Sementara itu, Dokter Spesialis Penyakit Dalam Ahli Endokrin-Metabolik Dr. Laurentius Aswin Pramono mengungkapkan, belum ada sama sekali kesepakatan bahwa BPA menyebabkan diabetes atau kanker. Belum ada bukti penelitian ilmiah pada manusia, yang ada hanya penelitian di laboratorium dengan hewan.
"Isu bahwa BPA menyebabkan diabetes, kolesterol tinggi, kanker,i nfertilitas dan lain-lain, adalah mitos yang menyesatkan," katanya.
“Tidak ada satu pun dari penyakit ini yang disebabkan oleh BPA. Penyebab diabetes bukanlah BPA, melainkan penurunan produksi insulin akibat gaya hidup yang kurang baik, dan usia.
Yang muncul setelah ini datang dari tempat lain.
//! Custodian error types

use thiserror::Error;

/// Funds custodian errors
#[derive(Error, Debug, Clone, PartialEq, Eq)]
pub enum CustodianError {
    #[error("Insufficient balance: requested {requested}, available {available}")]
    InsufficientBalance { requested: u64, available: u64 },

    #[error("Allowance exceeded: requested {requested}, approved {approved}")]
    AllowanceExceeded { requested: u64, approved: u64 },

    #[error("Balance overflow")]
    Overflow,
}

pub type Result<T> = std::result::Result<T, CustodianError>;
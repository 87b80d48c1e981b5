//! SIGINT/SIGTERM handling.
//!
//! Both signals are blocked in the main thread before any other thread is
//! spawned, so every thread inherits the mask. A dedicated watcher thread
//! receives them synchronously with `sigwait` and runs the shutdown callback
//! outside of signal-handler context.

use std::thread;
use tracing::warn;

fn termination_signals() -> libc::sigset_t {
    // SAFETY: sigemptyset/sigaddset only initialise the zeroed local set.
    unsafe {
        let mut set: libc::sigset_t = std::mem::zeroed();
        libc::sigemptyset(&mut set);
        libc::sigaddset(&mut set, libc::SIGINT);
        libc::sigaddset(&mut set, libc::SIGTERM);
        set
    }
}

/// Must run before any thread is spawned.
pub fn block_termination_signals() -> Result<(), String> {
    let set = termination_signals();
    // SAFETY: `set` is a valid, initialised sigset; the old mask is not requested.
    let rc = unsafe { libc::pthread_sigmask(libc::SIG_BLOCK, &set, std::ptr::null_mut()) };
    if rc != 0 {
        return Err(format!(
            "Failed to block termination signals: {}",
            std::io::Error::from_raw_os_error(rc)
        ));
    }
    Ok(())
}

pub fn spawn_signal_watcher<F>(on_signal: F)
where
    F: FnOnce(&'static str) + Send + 'static,
{
    thread::spawn(move || {
        let set = termination_signals();
        let mut signal: libc::c_int = 0;
        // SAFETY: `set` is initialised and `signal` is a valid out-pointer.
        let rc = unsafe { libc::sigwait(&set, &mut signal) };
        if rc != 0 {
            warn!(
                error = %std::io::Error::from_raw_os_error(rc),
                "sigwait failed; signal-driven shutdown disabled"
            );
            return;
        }
        on_signal(signal_name(signal));
    });
}

fn signal_name(signal: libc::c_int) -> &'static str {
    match signal {
        libc::SIGINT => "SIGINT",
        libc::SIGTERM => "SIGTERM",
        _ => "unknown",
    }
}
Demikian pula dengan kanker, infertilitas, obesitas, dan berbagai penyakit degeneratif lainnya,” tegasnya.
Advertisement
Masyarakat Diminta Bijak dalam Menyaring Informasi
Tubuh manusia juga memiliki kemampuan untuk memetabolisme berbagai zat kimia termasuk BPA. BPA yang secara tidak sengaja masuk ke dalam tubuh, akan dibuang dan tidak akan terakumulasi di dalam tubuh.
“Hati atau liver bisa memecah rantai BPA, kemudian BPA akan dibuang melalui saluran pencernaan lewat BAB. Ada sebagian yang masuk ke ginjal, dan akan dibuang melalui urin,” jelas Dr. Aswin.
Di Indonesia, pemerintah dalam hal ini Badan Pengawas Obat dan Makanan (BPOM) telah menetapkan regulasi ambang batas aman migrasi BPA, yaitu maksimal 0,6 bpj (600mikrogram/kg). Ketika sebuah produk telah beredar di pasaran, artinya produk tersebut telah mendapatkan izin dan mematuhi regulasi pemerintah yang berlaku, sehingga aman untuk dikonsumsi masyarakat.
Sekalipun benar terjadi luruhan BPA pada air minum dalam kemasan galon polikarbonat, dapat dipastikan angkanya akan sangat kecil dan jauh di bawah ambang batas yang telah ditetapkan oleh BPOM.
“Butuh 10.000 liter air dalam sekali minum untuk bisa mendapatkan kadar BPA yang melebihi ambang batas aman. Itu kan hal yang mustahil,” sambungnya.
Dr. Aswin menambahkan bahwa air minum yang dikemas dalam galon polikarbonat adalah produk yang sudah dikonsumsi lintas zaman selama bertahun-tahun. Tidak ada bukti kuat selama ini yang menunjukkan adanya risiko bagi kesehatan masyarakat.
"Jadi masyarakat tidak perlu mengkhawatirkan sesuatu karena terpengaruh isu-isu kurang jelas, sementara faktor risiko kesehatan yang jelas-jelas sudah terbukti seperti kebiasaan merokok, kurang berolahraga, pola makan yang buruk, dan mengkonsumsi alkohol justru diabaikan," tutupnya.